Sepertinya, saat ini bukan waktunya untuk mengeluh tentang keadaan yang sudah menghantui Rani selama beberapa bulan belakangan. Dirinya menjalani pekerjaan ini atas kemauannya sendiri. Jadi, Rani juga harus siap menanggung segala resikonya.
Salah satu yang membuat karyawan di sini merasa mengeluh adalah, tidak adanya kata libur di hari weekend. Malahan, di hari-hari seperti inilah toko semakin ramai.

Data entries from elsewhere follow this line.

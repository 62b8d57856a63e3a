use super::*;

pub fn list_comments(
    connections: &sqlite::Connections,
    film_id: &str,
    offset: &str,
    limit: &str,
) -> Result<Vec<Comment>> {
    let db = connections.shared()?;
    Ok(usecases::list_comments(&db, film_id, offset, limit)?)
}
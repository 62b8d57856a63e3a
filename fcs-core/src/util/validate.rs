use fcs_entities::film::FilmId;

/// Accept only numbers that denote a film id, i.e.
/// finite numbers without a fractional part.
pub fn film_id_from_number(number: Option<f64>) -> Option<FilmId> {
    number.and_then(|n| FilmId::try_from(n).ok())
}

/// Returns the trimmed text if anything remains.
pub fn non_blank(s: &str) -> Option<&str> {
    let trimmed = s.trim();
    (!trimmed.is_empty()).then_some(trimmed)
}
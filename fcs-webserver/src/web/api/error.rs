use super::json_error_response;
use anyhow::anyhow;
use fcs_application::error::{AppError, BError};
use fcs_core::repositories::Error as RepoError;
use rocket::{
    self,
    http::Status,
    response::{self, Responder},
    serde::json::Error as JsonError,
};
use thiserror::Error;

#[derive(Debug, Error)]
pub enum Error {
    #[error(transparent)]
    App(#[from] AppError),
    #[error("{0}")]
    OtherWithStatus(#[source] anyhow::Error, Status),
    #[error(transparent)]
    Other(#[from] anyhow::Error),
}

impl From<JsonError<'_>> for Error {
    fn from(err: JsonError) -> Self {
        match err {
            JsonError::Io(err) => Self::OtherWithStatus(anyhow!(err), Status::UnprocessableEntity),
            JsonError::Parse(_str, err) => {
                Self::OtherWithStatus(anyhow!(err), Status::UnprocessableEntity)
            }
        }
    }
}

impl<'r, 'o: 'r> Responder<'r, 'o> for Error {
    fn respond_to(self, req: &rocket::Request) -> response::Result<'o> {
        match self {
            Error::App(err) => {
                if let AppError::Business(err) = &err {
                    match err {
                        BError::Parameter(ref err) if err.is_client_error() => {
                            return json_error_response(req, err, Status::BadRequest);
                        }
                        BError::Repo(RepoError::NotFound) => {
                            return json_error_response(req, err, Status::NotFound);
                        }
                        _ => {}
                    }
                }
                error!("Error: {err}");
                Err(Status::InternalServerError)
            }
            Error::OtherWithStatus(err, status) => json_error_response(req, &err, status),
            Error::Other(err) => {
                error!("Error: {err}");
                Err(Status::InternalServerError)
            }
        }
    }
}
use std::cell::{Cell, RefCell};

use super::prelude::*;
use crate::{
    gateways::film_catalog::{FilmCatalogGateway, FilmExistence},
    repositories::Error as RepoError,
};

pub mod builders;

type RepoResult<T> = std::result::Result<T, RepoError>;

#[derive(Default)]
pub struct MockDb {
    pub comments: RefCell<Vec<Comment>>,
}

impl CommentRepo for MockDb {
    fn create_comment(&self, record: NewCommentRecord) -> RepoResult<Id> {
        let NewCommentRecord {
            film_id,
            nik,
            text,
            created_at,
        } = record;
        let id = Id::new();
        self.comments.borrow_mut().push(Comment {
            id: id.clone(),
            film_id,
            nik,
            text,
            created_at,
        });
        Ok(id)
    }

    fn load_comment(&self, id: &str) -> RepoResult<Comment> {
        self.comments
            .borrow()
            .iter()
            .find(|c| c.id.as_str() == id)
            .cloned()
            .ok_or(RepoError::NotFound)
    }

    fn load_comments_of_film(
        &self,
        film_id: FilmId,
        pagination: &Pagination,
    ) -> RepoResult<Vec<Comment>> {
        // Insertion order is kept for equal timestamps, newest first.
        let mut comments: Vec<_> = self
            .comments
            .borrow()
            .iter()
            .rev()
            .filter(|c| c.film_id == film_id)
            .cloned()
            .collect();
        comments.sort_by(|a, b| b.created_at.cmp(&a.created_at));
        let offset = pagination.offset.unwrap_or(0) as usize;
        let limit = pagination.limit.map(|l| l as usize).unwrap_or(usize::MAX);
        Ok(comments.into_iter().skip(offset).take(limit).collect())
    }

    fn count_comments_of_film(&self, film_id: FilmId) -> RepoResult<u64> {
        Ok(self
            .comments
            .borrow()
            .iter()
            .filter(|c| c.film_id == film_id)
            .count() as u64)
    }
}

pub struct FilmCatalogStub {
    films: Option<Vec<FilmId>>,
    requests: Cell<usize>,
}

impl FilmCatalogStub {
    pub fn with_films(films: &[i64]) -> Self {
        Self {
            films: Some(films.iter().copied().map(FilmId::new).collect()),
            requests: Cell::new(0),
        }
    }

    pub fn unreachable() -> Self {
        Self {
            films: None,
            requests: Cell::new(0),
        }
    }

    pub fn requests(&self) -> usize {
        self.requests.get()
    }
}

impl FilmCatalogGateway for FilmCatalogStub {
    fn film_existence(&self, film_id: FilmId) -> FilmExistence {
        self.requests.set(self.requests.get() + 1);
        match &self.films {
            Some(films) if films.contains(&film_id) => FilmExistence::Exists,
            Some(_) => FilmExistence::NotExists,
            None => FilmExistence::Unknown,
        }
    }
}
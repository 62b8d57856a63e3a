use diesel::{
    self,
    prelude::*,
    result::{DatabaseErrorKind, Error as DieselError},
};

use fcs_core::{
    entities::*,
    repositories::{self as repo, *},
};

use super::*;

mod comment;

type Result<T> = std::result::Result<T, repo::Error>;

pub fn from_diesel_err(err: DieselError) -> repo::Error {
    match err {
        DieselError::NotFound => repo::Error::NotFound,
        DieselError::DatabaseError(DatabaseErrorKind::UniqueViolation, _) => {
            repo::Error::AlreadyExists
        }
        _ => repo::Error::Other(err.into()),
    }
}

// SQLite only accepts signed 64-bit values for LIMIT and OFFSET.
fn saturating_i64(value: u64) -> i64 {
    i64::try_from(value).unwrap_or(i64::MAX)
}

"Selamat pagi ibu, barangkali mau tambah beli biskuitnya? Kebetulan hari ini lagi ada promo beli 1 gratis 1, sebelum itu ada kartu membernya?"
Lulusan S3 marketing.
Wanita paruh baya yang menjadi customer Rani kali ini menolak kedua pertanyaan tersebut dengan menggelengkan kepala.
Rani tidak merasa tersinggung jika apa yang sudah ia promosikan mendapat penolakan. Karena itulah namanya berdagang, kadang laku kadang juga tidak.
"Totalnya seratus lima puluh lima," ucapnya kembali setelah barang-barang tadi sudah masuk dalam kantung dan komputer di depannya menampilkan tagihan yang harus dibayar.
Customer tersebut beranjak setelah memberikan uangnya dan menerima kembalian. "Terimakasih," lanjut Rani.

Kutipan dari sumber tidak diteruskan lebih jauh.